** Records follows **

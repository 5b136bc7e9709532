//! Statement text parsing.
//!
//! A statement has the form `lhs = fn(arg1, arg2, ...)`, one per line.
//! Whitespace between tokens is ignored, blank lines and `#` comment lines
//! are skipped, and every name must match `[A-Za-z_][A-Za-z0-9_]*`.

use std::fmt;
use std::str::FromStr;

use serde::{Deserialize, Serialize};
use smallvec::SmallVec;

use crate::error::CoreError;

/// A parsed `lhs = function(args...)` statement.
#[derive(Debug, Clone, PartialEq, Eq, Hash, Serialize, Deserialize)]
pub struct Statement {
    /// The dependent variable the function assigns.
    pub lhs: String,
    /// The applied function.
    pub function: String,
    /// Input variables, in source order. Never empty once parsed.
    pub args: SmallVec<[String; 4]>,
}

impl Statement {
    pub fn new<I, S>(lhs: impl Into<String>, function: impl Into<String>, args: I) -> Self
    where
        I: IntoIterator<Item = S>,
        S: Into<String>,
    {
        Statement {
            lhs: lhs.into(),
            function: function.into(),
            args: args.into_iter().map(Into::into).collect(),
        }
    }

    /// All variable names of the statement: `lhs` first, then each argument.
    pub fn variables(&self) -> impl Iterator<Item = &str> {
        std::iter::once(self.lhs.as_str()).chain(self.args.iter().map(String::as_str))
    }
}

impl fmt::Display for Statement {
    fn fmt(&self, f: &mut fmt::Formatter<'_>) -> fmt::Result {
        write!(f, "{} = {}({})", self.lhs, self.function, self.args.join(", "))
    }
}

impl FromStr for Statement {
    type Err = CoreError;

    fn from_str(s: &str) -> Result<Self, Self::Err> {
        parse_statement(s, 0)
    }
}

/// Returns `true` if `name` matches `[A-Za-z_][A-Za-z0-9_]*`.
pub fn is_valid_name(name: &str) -> bool {
    let mut chars = name.chars();
    match chars.next() {
        Some(c) if c.is_ascii_alphabetic() || c == '_' => {}
        _ => return false,
    }
    chars.all(|c| c.is_ascii_alphanumeric() || c == '_')
}

/// Returns `true` for lines that carry no statement.
pub fn is_ignorable(line: &str) -> bool {
    let trimmed = line.trim();
    trimmed.is_empty() || trimmed.starts_with('#')
}

/// Parses one statement. `line` is only used to label errors.
pub fn parse_statement(text: &str, line: usize) -> Result<Statement, CoreError> {
    let text = text.trim();

    let (lhs, rhs) = text
        .split_once('=')
        .ok_or_else(|| CoreError::parse(line, text, "missing '='"))?;
    let lhs = expect_name(lhs.trim(), text, line)?;

    let rhs = rhs.trim();
    let open = rhs
        .find('(')
        .ok_or_else(|| CoreError::parse(line, rhs, "missing '(' after function name"))?;
    let function = expect_name(rhs[..open].trim(), rhs, line)?;

    let after_open = &rhs[open + 1..];
    let close = after_open
        .find(')')
        .ok_or_else(|| CoreError::parse(line, rhs, "unbalanced parentheses"))?;
    let inner = &after_open[..close];
    if inner.contains('(') {
        return Err(CoreError::parse(line, rhs, "unbalanced parentheses"));
    }

    let trailing = after_open[close + 1..].trim();
    if trailing.contains(')') || trailing.contains('(') {
        return Err(CoreError::parse(line, rhs, "unbalanced parentheses"));
    }
    if !trailing.is_empty() {
        return Err(CoreError::parse(line, trailing, "unexpected text after ')'"));
    }

    if inner.trim().is_empty() {
        return Err(CoreError::parse(
            line,
            format!("{}()", function),
            "empty argument list",
        ));
    }

    let mut args = SmallVec::new();
    for arg in inner.split(',') {
        args.push(expect_name(arg.trim(), inner.trim(), line)?);
    }

    Ok(Statement {
        lhs,
        function,
        args,
    })
}

/// Parses a sequence of lines, skipping blank and comment lines.
///
/// Yields `(line_number, result)` with 1-based line numbers counted over all
/// input lines, ignored ones included.
pub fn parse_lines<I, S>(lines: I) -> impl Iterator<Item = (usize, Result<Statement, CoreError>)>
where
    I: IntoIterator<Item = S>,
    S: AsRef<str>,
{
    lines
        .into_iter()
        .enumerate()
        .filter(|(_, line)| !is_ignorable(line.as_ref()))
        .map(|(index, line)| (index + 1, parse_statement(line.as_ref(), index + 1)))
}

/// Parses a whole statement file.
pub fn parse_statements(text: &str) -> Vec<(usize, Result<Statement, CoreError>)> {
    parse_lines(text.lines()).collect()
}

fn expect_name(candidate: &str, context: &str, line: usize) -> Result<String, CoreError> {
    if candidate.is_empty() {
        return Err(CoreError::parse(line, context, "empty name"));
    }
    if !is_valid_name(candidate) {
        return Err(CoreError::parse(line, candidate, "invalid identifier"));
    }
    Ok(candidate.to_string())
}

** End of Records **

# Work order:
Print the entries once more, identical in every line.

# Response area:
repository 5b136bc7e9709532
//! Statement text parsing.
//!
//! A statement has the form `lhs = fn(arg1, arg2, ...)`, one per line.
//! Whitespace between tokens is ignored, blank lines and `#` comment lines
//! are skipped, and every name must match `[A-Za-z_][A-Za-z0-9_]*`.

use std::fmt;
use std::str::FromStr;

use serde::{Deserialize, Serialize};
use smallvec::SmallVec;

use crate::error::CoreError;

/// A parsed `lhs = function(args...)` statement.
#[derive(Debug, Clone, PartialEq, Eq, Hash, Serialize, Deserialize)]
pub struct Statement {
    /// The dependent variable the function assigns.
    pub lhs: String,
    /// The applied function.
    pub function: String,
    /// Input variables, in source order. Never empty once parsed.
    pub args: SmallVec<[String; 4]>,
}

impl Statement {
    pub fn new<I, S>(lhs: impl Into<String>, function: impl Into<String>, args: I) -> Self
    where
        I: IntoIterator<Item = S>,
        S: Into<String>,
    {
        Statement {
            lhs: lhs.into(),
            function: function.into(),
            args: args.into_iter().map(Into::into).collect(),
        }
    }

    /// All variable names of the statement: `lhs` first, then each argument.
    pub fn variables(&self) -> impl Iterator<Item = &str> {
        std::iter::once(self.lhs.as_str()).chain(self.args.iter().map(String::as_str))
    }
}

impl fmt::Display for Statement {
    fn fmt(&self, f: &mut fmt::Formatter<'_>) -> fmt::Result {
        write!(f, "{} = {}({})", self.lhs, self.function, self.args.join(", "))
    }
}

impl FromStr for Statement {
    type Err = CoreError;

    fn from_str(s: &str) -> Result<Self, Self::Err> {
        parse_statement(s, 0)
    }
}

/// Returns `true` if `name` matches `[A-Za-z_][A-Za-z0-9_]*`.
pub fn is_valid_name(name: &str) -> bool {
    let mut chars = name.chars();
    match chars.next() {
        Some(c) if c.is_ascii_alphabetic() || c == '_' => {}
        _ => return false,
    }
    chars.all(|c| c.is_ascii_alphanumeric() || c == '_')
}

/// Returns `true` for lines that carry no statement.
pub fn is_ignorable(line: &str) -> bool {
    let trimmed = line.trim();
    trimmed.is_empty() || trimmed.starts_with('#')
}

/// Parses one statement. `line` is only used to label errors.
pub fn parse_statement(text: &str, line: usize) -> Result<Statement, CoreError> {
    let text = text.trim();

    let (lhs, rhs) = text
        .split_once('=')
        .ok_or_else(|| CoreError::parse(line, text, "missing '='"))?;
    let lhs = expect_name(lhs.trim(), text, line)?;

    let rhs = rhs.trim();
    let open = rhs
        .find('(')
        .ok_or_else(|| CoreError::parse(line, rhs, "missing '(' after function name"))?;
    let function = expect_name(rhs[..open].trim(), rhs, line)?;

    let after_open = &rhs[open + 1..];
    let close = after_open
        .find(')')
        .ok_or_else(|| CoreError::parse(line, rhs, "unbalanced parentheses"))?;
    let inner = &after_open[..close];
    if inner.contains('(') {
        return Err(CoreError::parse(line, rhs, "unbalanced parentheses"));
    }

    let trailing = after_open[close + 1..].trim();
    if trailing.contains(')') || trailing.contains('(') {
        return Err(CoreError::parse(line, rhs, "unbalanced parentheses"));
    }
    if !trailing.is_empty() {
        return Err(CoreError::parse(line, trailing, "unexpected text after ')'"));
    }

    if inner.trim().is_empty() {
        return Err(CoreError::parse(
            line,
            format!("{}()", function),
            "empty argument list",
        ));
    }

    let mut args = SmallVec::new();
    for arg in inner.split(',') {
        args.push(expect_name(arg.trim(), inner.trim(), line)?);
    }

    Ok(Statement {
        lhs,
        function,
        args,
    })
}

/// Parses a sequence of lines, skipping blank and comment lines.
///
/// Yields `(line_number, result)` with 1-based line numbers counted over all
/// input lines, ignored ones included.
pub fn parse_lines<I, S>(lines: I) -> impl Iterator<Item = (usize, Result<Statement, CoreError>)>
where
    I: IntoIterator<Item = S>,
    S: AsRef<str>,
{
    lines
        .into_iter()
        .enumerate()
        .filter(|(_, line)| !is_ignorable(line.as_ref()))
        .map(|(index, line)| (index + 1, parse_statement(line.as_ref(), index + 1)))
}

/// Parses a whole statement file.
pub fn parse_statements(text: &str) -> Vec<(usize, Result<Statement, CoreError>)> {
    parse_lines(text.lines()).collect()
}

fn expect_name(candidate: &str, context: &str, line: usize) -> Result<String, CoreError> {
    if candidate.is_empty() {
        return Err(CoreError::parse(line, context, "empty name"));
    }
    if !is_valid_name(candidate) {
        return Err(CoreError::parse(line, candidate, "invalid identifier"));
    }
    Ok(candidate.to_string())
}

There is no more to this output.